Spying with subpoenas, search warrants – or nothing at all
Government surveillance of Internet users’ data has increased significantly in recent years, due in large part to the law’s inability to keep up with modern technology and a low level of judicial oversight of the monitoring activities. Statistics provided by the U.S. Department of Justice, for example, reveal that the number of court orders authorizing certain electronic surveillance techniques rose 60 percent from 2009 to 2011. And in response to a congressional inquiry to cellphone carriers about their practices for sharing customers’ mobile phone information with law enforcement agencies, the companies disclosed that they received more than a million requests for such records in 2011.
In the past, it was mainly news media websites that create forums and invite comments that faced the challenge of supporting their readers’ free speech and privacy rights in the face of law enforcement investigations. But in today’s increasingly digital society, many online service providers likewise are trying to figure out what role they want to play in protecting their users’ constitutional rights. Twitter’s recent decision to comply with a court order to turn over user information to New York prosecutors or be charged with contempt, while still challenging the order in a state appellate court, demonstrates the difficulties the companies encounter in developing their policies and the industry’s lack of uniform guidelines addressing the issue.
While Twitter and other Internet companies have tried to increase transparency by publicly revealing the number of government requests for user information they receive, the true nature and extent of the surveillance is nearly impossible to ascertain. Under the law authorizing such electronic surveillance, most of the requests, orders and even docket sheets are secret and remain so indefinitely, even from the targets of the investigations. In addition, courts routinely issue gag orders prohibiting the service providers from disclosing to anyone the existence of certain types of approved surveillance or the underlying investigation.

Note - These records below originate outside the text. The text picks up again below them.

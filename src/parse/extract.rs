//! Prototype extraction
//!
//! Pattern-matches top-level statements of the shape
//! `<type-spec> <name> ( <params> ) {` without resolving any types. A match
//! ending in `;` instead of `{` is an existing prototype.

use std::collections::BTreeSet;

use indexmap::IndexMap;

use crate::model::signature::FunctionSignature;
use crate::model::token::TokenKind;
use crate::parse::depth::{Annotated, annotate};
use crate::parse::error::ConvertError;
use crate::parse::mask::{MaskedText, mask};

/// Names that take a parenthesized condition but never name a function.
pub const CONTROL_KEYWORDS: &[&str] = &[
    "if", "for", "while", "switch", "return", "sizeof", "catch", "defined",
];

/// Everything the extractor learned about one text
#[derive(Debug, Clone, Default, PartialEq, Eq)]
pub struct Extraction {
    /// Top-level definitions in file order of first occurrence
    pub definitions: Vec<FunctionSignature>,
    /// Names declared by a prototype somewhere in the text
    pub prototypes: BTreeSet<String>,
}

impl Extraction {
    /// Definitions that still need a prototype, in file order.
    pub fn to_inject(&self) -> Vec<FunctionSignature> {
        self.definitions
            .iter()
            .filter(|sig| !sig.declared)
            .cloned()
            .collect()
    }
}

/// A matched `name ( params )` head and what follows it
enum Head {
    Prototype { name: String },
    Definition(FunctionSignature),
}

struct Extractor<'t, 'a> {
    text: &'t MaskedText<'a>,
    code: Vec<&'t Annotated<'a>>,
}

/// Scan annotated tokens for function definitions and prototypes.
///
/// Names in `predeclared` (entry points, prototypes from shared headers) are
/// treated as already declared, exactly like a prototype in the text.
pub fn extract<'a>(
    text: &MaskedText<'a>,
    tokens: &[Annotated<'a>],
    predeclared: &BTreeSet<String>,
) -> Extraction {
    let extractor = Extractor {
        text,
        code: tokens.iter().filter(|a| !a.token.is_trivia()).collect(),
    };
    let (definitions, prototypes) = extractor.scan();

    let definitions: Vec<FunctionSignature> = definitions
        .into_values()
        .map(|mut sig| {
            sig.declared = prototypes.contains(&sig.name) || predeclared.contains(&sig.name);
            sig
        })
        .collect();

    log::debug!(
        "found {} definition(s), {} prototype(s)",
        definitions.len(),
        prototypes.len()
    );

    Extraction {
        definitions,
        prototypes,
    }
}

/// Names of all functions prototyped in `source`, e.g. a shared header.
pub fn declared_names(source: &str) -> Result<BTreeSet<String>, ConvertError> {
    let text = mask(source)?;
    let tokens = annotate(&text)?;
    Ok(extract(&text, &tokens, &BTreeSet::new()).prototypes)
}

impl<'t, 'a> Extractor<'t, 'a> {
    fn kind(&self, i: usize) -> Option<TokenKind> {
        self.code.get(i).map(|a| a.token.kind)
    }

    fn scan(&self) -> (IndexMap<(String, String), FunctionSignature>, BTreeSet<String>) {
        let mut definitions = IndexMap::new();
        let mut prototypes = BTreeSet::new();
        let mut stmt_start = 0;
        let mut dead = false;
        let mut i = 0;

        while i < self.code.len() {
            let a = self.code[i];
            let kind = a.token.kind;

            // The brace closing a top-level body ends a statement
            if kind == TokenKind::CloseBrace && a.depth == 1 {
                stmt_start = i + 1;
                dead = false;
                i += 1;
                continue;
            }
            if !a.is_top_level() {
                i += 1;
                continue;
            }

            match kind {
                TokenKind::Semicolon | TokenKind::Directive | TokenKind::OpenBrace => {
                    stmt_start = i + 1;
                    dead = false;
                    i += 1;
                }
                TokenKind::OpenParen if !dead => {
                    dead = true;
                    match self.match_head(stmt_start, i) {
                        Some((Head::Prototype { name }, next)) => {
                            prototypes.insert(name);
                            i = next;
                        }
                        Some((Head::Definition(sig), next)) => {
                            definitions
                                .entry((sig.name.clone(), sig.params.clone()))
                                .or_insert(sig);
                            i = next;
                        }
                        None => i += 1,
                    }
                }
                _ => i += 1,
            }
        }
        (definitions, prototypes)
    }

    /// Try to match a function head whose parameter list opens at `open`.
    ///
    /// On success returns the head and the index of its terminating `;` or
    /// `{`, which the caller still has to process as a statement boundary.
    fn match_head(&self, stmt_start: usize, open: usize) -> Option<(Head, usize)> {
        let prefix = &self.code[stmt_start..open];
        let (name_tok, type_spec) = prefix.split_last()?;
        if name_tok.token.kind != TokenKind::Identifier
            || CONTROL_KEYWORDS.contains(&name_tok.token.text)
            || type_spec.is_empty()
            || type_spec.last().is_some_and(|t| t.token.is_punct("::"))
            || !is_type_spec(type_spec)
        {
            return None;
        }

        let close = self.matching_paren(open)?;
        let end = self.skip_qualifiers(close + 1)?;
        let name = name_tok.token.text.to_string();

        match self.kind(end)? {
            TokenKind::Semicolon => Some((Head::Prototype { name }, end)),
            TokenKind::OpenBrace => {
                let first = &self.code[stmt_start].token;
                let brace = &self.code[end].token;
                let return_type = self.text.code_text(first.span.start..name_tok.token.span.start);
                let params = self.params_text(open, close);
                let qualifiers = self
                    .text
                    .code_text(self.code[close].token.span.end..brace.span.start);
                let span = self
                    .text
                    .line_index()
                    .span(self.text.source(), first.span.start, brace.span.end);
                Some((
                    Head::Definition(FunctionSignature {
                        return_type,
                        name,
                        params,
                        qualifiers,
                        span,
                        declared: false,
                    }),
                    end,
                ))
            }
            _ => None,
        }
    }

    /// Index of the `)` balancing the `(` at `open`. Gives up at a top-level
    /// `;` or directive, which cannot appear inside a parameter list.
    fn matching_paren(&self, open: usize) -> Option<usize> {
        let mut parens = 0usize;
        for (i, a) in self.code.iter().enumerate().skip(open) {
            match a.token.kind {
                TokenKind::OpenParen => parens += 1,
                TokenKind::CloseParen => {
                    parens -= 1;
                    if parens == 0 {
                        return Some(i);
                    }
                }
                TokenKind::Semicolon | TokenKind::Directive if a.is_top_level() => return None,
                _ => {}
            }
        }
        None
    }

    /// Parameter list between the parens at `open` and `close`, with default
    /// arguments removed. A default may only be given once, so the prototype
    /// must not repeat what the definition already says.
    fn params_text(&self, open: usize, close: usize) -> String {
        let mut out = String::new();
        let mut seg_start = self.code[open].token.span.end;
        let mut nesting = 0usize;
        let mut in_default = false;

        for a in &self.code[open + 1..close] {
            let token = &a.token;
            match token.kind {
                TokenKind::OpenParen | TokenKind::OpenBrace => nesting += 1,
                TokenKind::CloseParen | TokenKind::CloseBrace => {
                    nesting = nesting.saturating_sub(1)
                }
                TokenKind::Punctuation if token.text == "[" => nesting += 1,
                TokenKind::Punctuation if token.text == "]" => {
                    nesting = nesting.saturating_sub(1)
                }
                TokenKind::Punctuation if nesting == 0 && token.text == "=" && !in_default => {
                    out.push_str(&self.text.code_text(seg_start..token.span.start));
                    in_default = true;
                }
                TokenKind::Punctuation if nesting == 0 && token.text == "," && in_default => {
                    seg_start = token.span.start;
                    in_default = false;
                }
                _ => {}
            }
        }
        if !in_default {
            out.push_str(
                &self
                    .text
                    .code_text(seg_start..self.code[close].token.span.start),
            );
        }
        out
    }

    /// Skip trailing qualifiers such as `const`, `noexcept(false)` or
    /// `__attribute__((weak))` after a parameter list.
    fn skip_qualifiers(&self, mut i: usize) -> Option<usize> {
        while self.kind(i) == Some(TokenKind::Identifier) {
            i += 1;
            if self.kind(i) == Some(TokenKind::OpenParen) {
                i = self.matching_paren(i)? + 1;
            }
        }
        Some(i)
    }
}

/// Whether `tokens` can form the return-type part of a function head.
fn is_type_spec(tokens: &[&Annotated<'_>]) -> bool {
    let mut angle = 0usize;
    for a in tokens {
        let token = &a.token;
        let ok = match token.kind {
            TokenKind::Identifier => true,
            TokenKind::Punctuation => match token.text {
                "*" | "&" | "::" => true,
                "<" => {
                    angle += 1;
                    true
                }
                ">" => match angle.checked_sub(1) {
                    Some(rest) => {
                        angle = rest;
                        true
                    }
                    None => false,
                },
                "," => angle > 0,
                _ => false,
            },
            TokenKind::Other => angle > 0,
            _ => false,
        };
        if !ok {
            return false;
        }
    }
    angle == 0
}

This “regime of secrecy,” as a federal judge who regularly hears government requests for electronic surveillance recently described the monitoring scheme, severely impedes journalists’ ability to effectively cover law enforcement investigations and courts’ exercise of their authority to issue the orders. Perhaps more importantly, though, journalists are unable to accurately report on a matter of significant interest and concern to the public: the increasingly wide scope of the government’s electronic surveillance activity.